Although marijuana is legal in a handful of states for recreational use, the powers that be in most of those jurisdictions have put their foot down when it comes to allowing cannabis users to consume the herb in a public setting in the same way that has been done with alcohol for decades. But not Alaska. Earlier this week Lieutenant Governor Kevin Myers put his signature on a bill that will allow licensed dispensaries to open up social consumption sites for those 21 and older.
As of the mid-April, dispensaries all across Alaska can apply for an exclusive license to open a cannabis lounge section in their stores. There are a few stipulations: This part of the operation must be completely separate from the retail side of the dispensary, but there are no rules are whether the smoking section must be inside or outdoors. It is conceivable that it could even be both.

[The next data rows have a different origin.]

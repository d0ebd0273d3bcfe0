use crate::domain::instance::flavor::Flavor;
use crate::domain::quota::ledger::QuotaDeltas;
use crate::domain::quota::resource::QuotaResource;

/// Deltas charged for `count` instances of `flavor`.
pub fn instance_deltas(flavor: &Flavor, count: i64) -> QuotaDeltas {
    QuotaDeltas::from([
        (QuotaResource::Instances, count),
        (QuotaResource::Cores, count * flavor.vcpus),
        (QuotaResource::Ram, count * flavor.quota_ram_mb()),
    ])
}

/// Core and ram differences between two flavors.
///
/// Each difference is `sense * (new - old)` and is kept only when
/// `compare * difference > 0`, so `compare` selects growth (`1`) or
/// shrinkage (`-1`).
pub fn resize_quota_delta(new_flavor: &Flavor, old_flavor: &Flavor, sense: i64, compare: i64) -> QuotaDeltas {
    let mut deltas = QuotaDeltas::new();
    let cores = sense * (new_flavor.vcpus - old_flavor.vcpus);
    if compare * cores > 0 {
        deltas.insert(QuotaResource::Cores, cores);
    }
    let ram = sense * (new_flavor.memory_mb - old_flavor.memory_mb);
    if compare * ram > 0 {
        deltas.insert(QuotaResource::Ram, ram);
    }
    deltas
}

/// Extra resources a resize needs up front.
pub fn upsize(new_flavor: &Flavor, old_flavor: &Flavor) -> QuotaDeltas {
    resize_quota_delta(new_flavor, old_flavor, 1, 1)
}

/// Resources released once a downsizing resize is confirmed.
pub fn downsize(new_flavor: &Flavor, old_flavor: &Flavor) -> QuotaDeltas {
    resize_quota_delta(new_flavor, old_flavor, 1, -1)
}

/// Gives back what `upsize` charged when a resize is reverted.
pub fn reverse_upsize(new_flavor: &Flavor, old_flavor: &Flavor) -> QuotaDeltas {
    resize_quota_delta(new_flavor, old_flavor, -1, -1)
}

#[cfg(test)]
mod tests {
    use super::*;

    fn small() -> Flavor {
        Flavor::new("small", 1, 2048, 20)
    }

    fn large() -> Flavor {
        Flavor::new("large", 4, 8192, 80)
    }

    #[test]
    fn upsize_keeps_only_growth() {
        let deltas = upsize(&large(), &small());
        assert_eq!(deltas[&QuotaResource::Cores], 3);
        assert_eq!(deltas[&QuotaResource::Ram], 6144);
        assert!(upsize(&small(), &large()).is_empty());
    }

    #[test]
    fn downsize_keeps_only_shrinkage() {
        let deltas = downsize(&small(), &large());
        assert_eq!(deltas[&QuotaResource::Cores], -3);
        assert_eq!(deltas[&QuotaResource::Ram], -6144);
        assert!(downsize(&large(), &small()).is_empty());
    }

    #[test]
    fn reverse_upsize_negates_growth() {
        let deltas = reverse_upsize(&large(), &small());
        assert_eq!(deltas[&QuotaResource::Cores], -3);
        assert_eq!(deltas[&QuotaResource::Ram], -6144);
    }

    #[test]
    fn mixed_resize_splits_by_direction() {
        let new = Flavor::new("cpu", 8, 1024, 20);
        let old = small();
        assert_eq!(upsize(&new, &old), QuotaDeltas::from([(QuotaResource::Cores, 7)]));
        assert_eq!(downsize(&new, &old), QuotaDeltas::from([(QuotaResource::Ram, -1024)]));
    }

    #[test]
    fn instance_deltas_include_video_ram() {
        let flavor = small().with_extra_spec("hw_video:ram_max_mb", "16");
        let deltas = instance_deltas(&flavor, 2);
        assert_eq!(deltas[&QuotaResource::Instances], 2);
        assert_eq!(deltas[&QuotaResource::Cores], 2);
        assert_eq!(deltas[&QuotaResource::Ram], 4128);
    }
}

Dispensaries must also provide security and ventilation that meets the standards of the Marijuana Control Board. And unlike a bar situation, where patrons can drink as much as like as long as they don’t start fighting or bothering others, there are some serving limits. Reefer retailers may only sell one gram of weed (or one 10 mg edible) to a customer a day. It’s far from a perfect system, but it is one that cannabis advocates hope more states will start to embrace very soon.
“By preventing retail outlets and other venues from being licensed and regulated for social consumption, many patients will have to choose between effective cannabis treatment for their ailments or being thrown out of public housing,” NORML Executive Director Erik Altieri saidin a statement. “This causes the civil liberties that come with marijuana legalization to still being kept at arm’s length from low-income individuals and members of other marginalized communities.”
While Alaska is the first state to legalize social pot consumption, it is not the only spot in the United States where the concept is being implemented. In San Francisco, a similar model is being used. Dispensaries there can provide a special section for patrons to use marijuana in a social setting.
Denver also has a social use law now, only it doesn’t allow smoking and patrons must bring their own weed. The other major setback to the system is the city now only has one participating location. The other licensed shop went out of business earlier this year. So, it’s pretty rag-tag as far as the kind of cannabis lounge model that advocates would like to see implemented elsewhere.
Social marijuana use is struggling to take off in the United States.
Maine was supposed to have a social marijuana use component – at least it was written in the language of the law – but regulators have not created a system for it as of yet. It is essentially the same deal in Massachusetts. Las Vegas is another city where lawmakers have been pushing for cannabis lounges.
Alaska understands that what it is doing is new and that many other jurisdictions are looking to it as a guide.
“This is something that’s not happening anywhere else in the U.S. yet. As we start to develop this, people are really looking at us, so I know that everybody wants to get it right,” Cary Carrigan, executive director of the Alaska Marijuana Industry Association, told the Associated Press.